As global temperatures continue to rise at alarming rates, climate change threatens to wipe out entire groups of animal species. In an article published by Evolution Letters, researchers state that “[h]uman-induced climate change is increasingly molding the selective environment in which species must either adapt, move, or face extinction.”
Now, scientists estimate that more than two-thirds of polar bears will go extinct by 2050, with total extinction predicted by the end of this century.
Polar bears show genetic changes linked to survival
In a recent study, researchers from the University of East Anglia found that polar bears have undergone changes in their DNA that would allow them to adapt more readily to warmer habitats. The full scale of adaptation, however, depends on whether polar bears have sufficient food sources and breeding partners. If these conditions are met, they may potentially survive the worsening climate conditions.
The researchers found that some genes linked to heat stress, ageing, and metabolism behaved differently for the polar bears found in south-east Greenland. These were found alongside DNA changes in areas tied to fat processing. This finding suggests that the bears in the south-east region are slowly adapting to rougher plant-based diets, as compared to the northern populations of bears that typically feed on fatty seals.
The changes in their genes were found to be strongly related to rising temperatures in south-east Greenland, which indicates that stressful environmental conditions, including rapidly warming climates, can accelerate the process of DNA evolution.

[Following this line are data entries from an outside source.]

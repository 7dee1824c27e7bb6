//! The channel registry and outstanding request records.

use std::{collections::HashMap, fmt, net::SocketAddr};

use slab::Slab;
use slotmap::{SlotMap, new_key_type};

use super::{circuit::CircuitId, iiu::Iiu};
use crate::{
    messages::{Access, MonitorMask},
    utils::wrapping_inplace_add,
};

new_key_type! {
    /// Handle to a channel, valid until the channel is destroyed
    pub struct ChannelId;
}

/// Connection history of a channel, as seen by its owner
#[derive(Debug, Clone, Copy, PartialEq, Eq)]
pub enum ChannelState {
    NeverConnected,
    Connected,
    /// Was connected once, and is now looking for a server again
    Disconnected,
}

/// Which of the circuit's channel lists a channel sits in
#[derive(Debug, Clone, Copy, PartialEq, Eq)]
pub enum CircuitList {
    /// Waiting for the circuit to send a claim
    CreateRequestPending,
    /// Claim sent, waiting for the server to confirm it
    CreateResponsePending,
    /// Claimed; deferred requests and subscriptions still to be sent
    SubscriptionRequestPending,
    Connected,
}

/// The single structure that currently holds a channel
#[derive(Debug, Clone, Copy, PartialEq, Eq)]
pub enum Membership {
    /// Waiting to be included in the rung's next sweep
    SearchRequestPending(usize),
    /// Searched for in the rung's last sweep, awaiting an answer
    SearchResponsePending(usize),
    DisconnectGovernor,
    Circuit(CircuitId, CircuitList),
}

#[derive(Debug)]
pub struct Channel {
    pub name: String,
    /// Our id for the channel; searches and claims carry it
    pub cid: u32,
    /// The server's id for the channel, once claimed
    pub sid: Option<u32>,
    pub priority: u8,
    pub native_type: u16,
    pub native_count: u32,
    pub access: Access,
    pub state: ChannelState,
    pub membership: Membership,
    pub server_address: Option<SocketAddr>,
}

impl Channel {
    pub fn circuit(&self) -> Option<CircuitId> {
        match self.membership {
            Membership::Circuit(circuit, _) => Some(circuit),
            _ => None,
        }
    }
    pub fn is_connected(&self) -> bool {
        self.state == ChannelState::Connected
    }
    /// The unit requests for this channel go through
    pub fn iiu(&self) -> Iiu {
        match self.membership {
            Membership::Circuit(circuit, _) => Iiu::Circuit(circuit),
            _ => Iiu::SearchUnit,
        }
    }
}

/// What a caller can learn about a channel
#[derive(Debug, Clone, PartialEq, Eq)]
pub struct ChannelInfo {
    pub name: String,
    pub cid: u32,
    pub state: ChannelState,
    pub native_type: u16,
    pub native_count: u32,
    pub access: Access,
    pub priority: u8,
    pub server_address: Option<SocketAddr>,
    /// Who is hosting the channel, for diagnostics
    pub host_name: String,
}

impl From<&Channel> for ChannelInfo {
    fn from(channel: &Channel) -> Self {
        ChannelInfo {
            name: channel.name.clone(),
            cid: channel.cid,
            state: channel.state,
            native_type: channel.native_type,
            native_count: channel.native_count,
            access: channel.access,
            priority: channel.priority,
            server_address: channel.server_address,
            host_name: String::new(),
        }
    }
}

/// Every live channel, with a reverse index from the wire id
#[derive(Debug, Default)]
pub struct ChannelTable {
    channels: SlotMap<ChannelId, Channel>,
    by_cid: HashMap<u32, ChannelId>,
    next_cid: u32,
}

impl ChannelTable {
    /// Register a new channel, waiting in the first search rung
    pub fn insert(&mut self, name: &str, priority: u8) -> ChannelId {
        let mut cid = wrapping_inplace_add(&mut self.next_cid);
        while self.by_cid.contains_key(&cid) {
            cid = wrapping_inplace_add(&mut self.next_cid);
        }
        let id = self.channels.insert(Channel {
            name: name.to_owned(),
            cid,
            sid: None,
            priority,
            native_type: 0,
            native_count: 0,
            access: Access::None,
            state: ChannelState::NeverConnected,
            membership: Membership::SearchRequestPending(0),
            server_address: None,
        });
        self.by_cid.insert(cid, id);
        id
    }

    pub fn remove(&mut self, id: ChannelId) -> Option<Channel> {
        let channel = self.channels.remove(id)?;
        self.by_cid.remove(&channel.cid);
        Some(channel)
    }

    pub fn get(&self, id: ChannelId) -> Option<&Channel> {
        self.channels.get(id)
    }
    pub fn get_mut(&mut self, id: ChannelId) -> Option<&mut Channel> {
        self.channels.get_mut(id)
    }

    /// Look up a channel by the id we put on the wire
    pub fn by_cid(&self, cid: u32) -> Option<ChannelId> {
        self.by_cid.get(&cid).copied()
    }

    pub fn set_membership(&mut self, id: ChannelId, membership: Membership) {
        if let Some(channel) = self.channels.get_mut(id) {
            channel.membership = membership;
        }
    }

    pub fn iter(&self) -> impl Iterator<Item = (ChannelId, &Channel)> {
        self.channels.iter()
    }
    pub fn ids(&self) -> Vec<ChannelId> {
        self.channels.keys().collect()
    }
    pub fn len(&self) -> usize {
        self.channels.len()
    }
    pub fn is_empty(&self) -> bool {
        self.channels.is_empty()
    }
}

/// Identifies an outstanding read, write or subscription.
///
/// The same number is used as the request id on the wire.
#[derive(Debug, Clone, Copy, PartialEq, Eq, Hash, PartialOrd, Ord)]
pub struct IoId(pub u32);

impl fmt::Display for IoId {
    fn fmt(&self, f: &mut fmt::Formatter<'_>) -> fmt::Result {
        write!(f, "io#{}", self.0)
    }
}

#[derive(Debug, Clone, Copy, PartialEq, Eq)]
pub enum IoKind {
    Read,
    WriteNotify,
    Subscription(MonitorMask),
}

#[derive(Debug)]
pub struct IoRecord {
    pub channel: ChannelId,
    pub kind: IoKind,
    pub data_type: u16,
    pub count: u32,
    /// Value to write, kept until the request has been sent
    pub payload: Vec<u8>,
    /// The circuit the request went out on; `None` while it waits for one
    pub issued_on: Option<CircuitId>,
}

impl IoRecord {
    pub fn is_subscription(&self) -> bool {
        matches!(self.kind, IoKind::Subscription(_))
    }
}

/// Outstanding requests, keyed by their wire id
#[derive(Debug, Default)]
pub struct IoTable {
    records: Slab<IoRecord>,
}

impl IoTable {
    pub fn insert(&mut self, record: IoRecord) -> IoId {
        IoId(self.records.insert(record) as u32)
    }
    pub fn get(&self, id: IoId) -> Option<&IoRecord> {
        self.records.get(id.0 as usize)
    }
    pub fn get_mut(&mut self, id: IoId) -> Option<&mut IoRecord> {
        self.records.get_mut(id.0 as usize)
    }
    pub fn remove(&mut self, id: IoId) -> Option<IoRecord> {
        self.records.try_remove(id.0 as usize)
    }

    /// Requests belonging to a channel, oldest first
    pub fn for_channel(&self, channel: ChannelId) -> Vec<IoId> {
        self.records
            .iter()
            .filter(|(_, r)| r.channel == channel)
            .map(|(k, _)| IoId(k as u32))
            .collect()
    }

    pub fn len(&self) -> usize {
        self.records.len()
    }
    pub fn is_empty(&self) -> bool {
        self.records.is_empty()
    }
}

#[cfg(test)]
mod tests {
    use super::*;

    #[test]
    fn cids_are_unique_and_indexed() {
        let mut table = ChannelTable::default();
        let a = table.insert("A", 0);
        let b = table.insert("B", 0);
        let (cid_a, cid_b) = (table.get(a).unwrap().cid, table.get(b).unwrap().cid);
        assert_ne!(cid_a, cid_b);
        assert_eq!(table.by_cid(cid_b), Some(b));
        assert_eq!(
            table.get(a).unwrap().membership,
            Membership::SearchRequestPending(0)
        );

        table.remove(b);
        assert_eq!(table.by_cid(cid_b), None);
        assert!(table.get(b).is_none());
        assert_eq!(table.len(), 1);
    }

    #[test]
    fn cid_allocation_skips_ids_in_use() {
        let mut table = ChannelTable::default();
        let first = table.insert("A", 0);
        // Force the counter to wrap around onto the live id
        table.next_cid = table.get(first).unwrap().cid;
        let second = table.insert("B", 0);
        assert_ne!(table.get(first).unwrap().cid, table.get(second).unwrap().cid);
    }

    #[test]
    fn io_records_by_owner() {
        let mut channels = ChannelTable::default();
        let channel = channels.insert("A", 0);
        let other = channels.insert("B", 0);
        let mut io = IoTable::default();
        let record = |channel| IoRecord {
            channel,
            kind: IoKind::Read,
            data_type: 6,
            count: 1,
            payload: Vec::new(),
            issued_on: None,
        };
        let first = io.insert(record(channel));
        io.insert(record(other));
        let third = io.insert(record(channel));
        assert_eq!(io.for_channel(channel), vec![first, third]);
        assert!(io.remove(first).is_some());
        assert!(io.remove(first).is_none());
        assert_eq!(io.len(), 2);
    }
}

Hybrid species emerge as habitats and ranges shift

Gene evolution and species hybridisation have been observed to be increasingly common phenomena in response to climate change.
In 2023, a hybrid bird species (a cross between a green jay bird and a blue jay bird) was discovered for the first time. Due to environmental changes caused by climate change, the likelihood for interactions between species that have never interacted before increases, possibly leading to new ecological communities.
The “pizzly” bear, a cross between a polar bear and a grizzly bear, is another example. As temperatures rise and polar bears spend more time on land and less time on ice, with brown and black bears also gradually infiltrating the Arctic, sightings of these hybrids are expected to climb according to experts.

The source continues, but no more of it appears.